Verder zijn er de geel-blauwe vlag van Diepenheim, de Nederlandse
vlag, de Overijsselse vlag en de vlag met het Twentse Ros. Vanaf
1973 rijdt er direct achter de Harmonie een open koets met daarin
het koningspaar van het voorgaande jaar en de jeugdkoning en
-koningin. Dat zijn de kinderen die een week voor het
schuttersfeest de beste resultaten behaalden bij de kinderspelen.
Sinds 1977 doen ook de Stedeker Krummels mee. Ze zitten in een
huifkar en treden alleen op bij het gemeentehuis. De Landelijke
Rijvereniging en Ponyclub Diepenheim werd in de jaren tachtig een
vast onderdeel van de optocht. Tenslotte werd ook Klepperderk (de
stadsomroeper) nog aan de optocht toegevoegd.
Schuttersverenigingen
Rond 1900 werden er overal schietverenigingen opgericht. Het
waren meestal plaatselijke afdelingen van de Volksweerbaarheid,
door de overheid gesteund door het beschikbaar stellen van geweren
en patronen. In de Diepenheimse school Stedeke gaf een
sergeant-majoor een wapencursus, de praktijklessen vonden plaats op
de schietbaan op het Oosterkampsveld. De schietvereniging had de
naam Koningin Emma. Op een bepaald moment waren er meer dan 100
leden. Regelmatig werden er wedstrijden gehouden tegen de schutters
van de Volksweerbaarheid uit de omtrek. Voor de meeste leden was
het echter meer een gezelligheidsvereniging. Er was een buffet,
muzikanten lieten zich horen en later werd er ook gevoetbald en
gekorfbald.
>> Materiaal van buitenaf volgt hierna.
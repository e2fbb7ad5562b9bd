use serde::{Deserialize, Serialize};
use sqlx::FromRow;

use crate::config::AccountConfig;

/// 机器人账号，以实例域名为主键
#[derive(Debug, Clone, PartialEq, Eq, Serialize, Deserialize, FromRow)]
pub struct BotAccount {
    pub host: String,
    pub username: String,
    pub password: Option<String>,
    /// 登录后缓存的会话令牌
    pub jwt: Option<String>,
    pub active: bool,
    /// 配置中的顺序，决定同一社区内账号的处理顺序
    pub position: i32,
}

impl BotAccount {
    pub fn from_config(config: &AccountConfig, position: i32) -> Self {
        Self {
            host: config.host.clone(),
            username: config.username.clone(),
            password: config.password.clone(),
            jwt: None,
            active: config.active,
            position,
        }
    }

    /// 没有令牌但有用户名密码时需要登录
    pub fn needs_login(&self) -> bool {
        self.jwt.is_none() && !self.username.is_empty() && self.password.is_some()
    }

    /// 判断两个账号是否为同一身份（用于同步时保留令牌）
    pub fn same_identity(&self, other: &BotAccount) -> bool {
        self.host == other.host && self.username == other.username && self.password == other.password
    }
}
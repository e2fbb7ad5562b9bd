use crate::{database::Database, error::AppResult, models::BotAccount};

use super::AccountStore;

/// 机器人账号仓库（PostgreSQL）
#[derive(Debug, Clone)]
pub struct AccountRepository {
    db: Database,
}

impl AccountRepository {
    pub fn new(db: Database) -> Self {
        Self { db }
    }
}

#[async_trait::async_trait]
impl AccountStore for AccountRepository {
    async fn load_active(&self) -> AppResult<Vec<BotAccount>> {
        let accounts = sqlx::query_as::<_, BotAccount>(
            r#"
            SELECT host, username, password, jwt, active, position
            FROM bot_accounts
            WHERE active = TRUE
            ORDER BY position ASC
            "#,
        )
        .fetch_all(self.db.pool())
        .await?;

        Ok(accounts)
    }

    async fn load_all(&self) -> AppResult<Vec<BotAccount>> {
        let accounts = sqlx::query_as::<_, BotAccount>(
            "SELECT host, username, password, jwt, active, position FROM bot_accounts ORDER BY position ASC",
        )
        .fetch_all(self.db.pool())
        .await?;

        Ok(accounts)
    }

    async fn find(&self, host: &str) -> AppResult<Option<BotAccount>> {
        let account = sqlx::query_as::<_, BotAccount>(
            "SELECT host, username, password, jwt, active, position FROM bot_accounts WHERE host = $1",
        )
        .bind(host)
        .fetch_optional(self.db.pool())
        .await?;

        Ok(account)
    }

    async fn upsert(&self, account: &BotAccount) -> AppResult<()> {
        sqlx::query(
            r#"
            INSERT INTO bot_accounts (host, username, password, jwt, active, position)
            VALUES ($1, $2, $3, $4, $5, $6)
            ON CONFLICT (host)
            DO UPDATE SET
                username = EXCLUDED.username,
                password = EXCLUDED.password,
                jwt = EXCLUDED.jwt,
                active = EXCLUDED.active,
                position = EXCLUDED.position
            "#,
        )
        .bind(&account.host)
        .bind(&account.username)
        .bind(&account.password)
        .bind(&account.jwt)
        .bind(account.active)
        .bind(account.position)
        .execute(self.db.pool())
        .await?;

        Ok(())
    }

    async fn replace_all(&self, accounts: &[BotAccount]) -> AppResult<()> {
        let mut tx = self.db.pool().begin().await?;

        sqlx::query("DELETE FROM bot_accounts")
            .execute(&mut *tx)
            .await?;

        for account in accounts {
            sqlx::query(
                r#"
                INSERT INTO bot_accounts (host, username, password, jwt, active, position)
                VALUES ($1, $2, $3, $4, $5, $6)
                "#,
            )
            .bind(&account.host)
            .bind(&account.username)
            .bind(&account.password)
            .bind(&account.jwt)
            .bind(account.active)
            .bind(account.position)
            .execute(&mut *tx)
            .await?;
        }

        tx.commit().await?;
        tracing::info!("账号列表已同步，共 {} 个", accounts.len());
        Ok(())
    }
}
Een zomerse zondag in september van 1913 werd een
rampzondag. Bij een blikseminslag werd B.J. Stokreef dodelijk
getroffen en twee anderen raakten gewond. In augustus 1914 kreeg de
secretaris Jan Bruil bezoek van burgemeester Robert graaf
Schimmelpenninck en veldwachter Klaas Jager. Zij deelden hem mee
dat de schietvereniging alle wapens en munitie diende in te
leveren. Er bleven alleen nog maar schutters zonder geweren en
patronen over. En dat was het einde van de schietvereniging
Koningin Emma. In 1967 werd er opnieuw een schietvereniging
opgericht, die de naam Prins Willem Alexander kreeg. Deze
vereniging heeft haar oefenbaan in de kelder van camping de
Mölnhöfte. De leden bezoeken wedstrijden in regionaal verband en
hadden reeds één keer een nationaal kampioen in hun midden.